WHAT YOU ARE ASKED TO DO: Only the lines that hold the word "Parser" are wanted from this listing.

DATA RECORDS:
+ + +
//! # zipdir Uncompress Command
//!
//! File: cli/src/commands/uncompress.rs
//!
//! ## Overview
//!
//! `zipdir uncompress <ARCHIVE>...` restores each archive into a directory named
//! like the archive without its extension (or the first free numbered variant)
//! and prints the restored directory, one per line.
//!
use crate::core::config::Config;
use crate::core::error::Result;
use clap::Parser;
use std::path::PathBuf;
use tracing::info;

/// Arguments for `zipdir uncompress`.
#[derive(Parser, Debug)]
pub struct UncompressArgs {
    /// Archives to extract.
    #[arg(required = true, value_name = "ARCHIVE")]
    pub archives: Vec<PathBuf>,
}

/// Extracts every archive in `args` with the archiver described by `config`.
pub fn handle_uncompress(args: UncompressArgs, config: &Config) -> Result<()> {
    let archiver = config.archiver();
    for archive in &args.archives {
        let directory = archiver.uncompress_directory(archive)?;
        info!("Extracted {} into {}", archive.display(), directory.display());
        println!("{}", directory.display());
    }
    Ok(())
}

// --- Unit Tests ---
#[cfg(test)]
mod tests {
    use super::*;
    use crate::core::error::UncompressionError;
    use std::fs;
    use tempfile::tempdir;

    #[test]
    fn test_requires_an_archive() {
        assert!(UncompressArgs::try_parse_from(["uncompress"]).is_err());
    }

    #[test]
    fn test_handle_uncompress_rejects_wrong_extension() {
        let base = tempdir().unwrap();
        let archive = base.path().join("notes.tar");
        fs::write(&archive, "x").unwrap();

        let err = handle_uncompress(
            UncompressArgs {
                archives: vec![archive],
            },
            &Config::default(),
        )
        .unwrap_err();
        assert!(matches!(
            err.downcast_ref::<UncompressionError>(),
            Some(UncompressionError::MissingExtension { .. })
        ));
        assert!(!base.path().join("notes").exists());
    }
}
+ + +
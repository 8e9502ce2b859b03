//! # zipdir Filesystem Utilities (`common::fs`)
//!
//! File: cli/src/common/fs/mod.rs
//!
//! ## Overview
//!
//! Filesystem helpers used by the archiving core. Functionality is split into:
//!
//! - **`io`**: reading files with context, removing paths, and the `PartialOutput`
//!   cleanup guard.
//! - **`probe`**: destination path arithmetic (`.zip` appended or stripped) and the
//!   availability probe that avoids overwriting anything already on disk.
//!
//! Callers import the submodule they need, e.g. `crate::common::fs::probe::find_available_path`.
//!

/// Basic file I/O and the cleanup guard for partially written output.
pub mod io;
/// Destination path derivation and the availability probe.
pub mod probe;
+ + +
PROBLEM SOLUTION:
use clap::Parser;
#[derive(Parser, Debug)]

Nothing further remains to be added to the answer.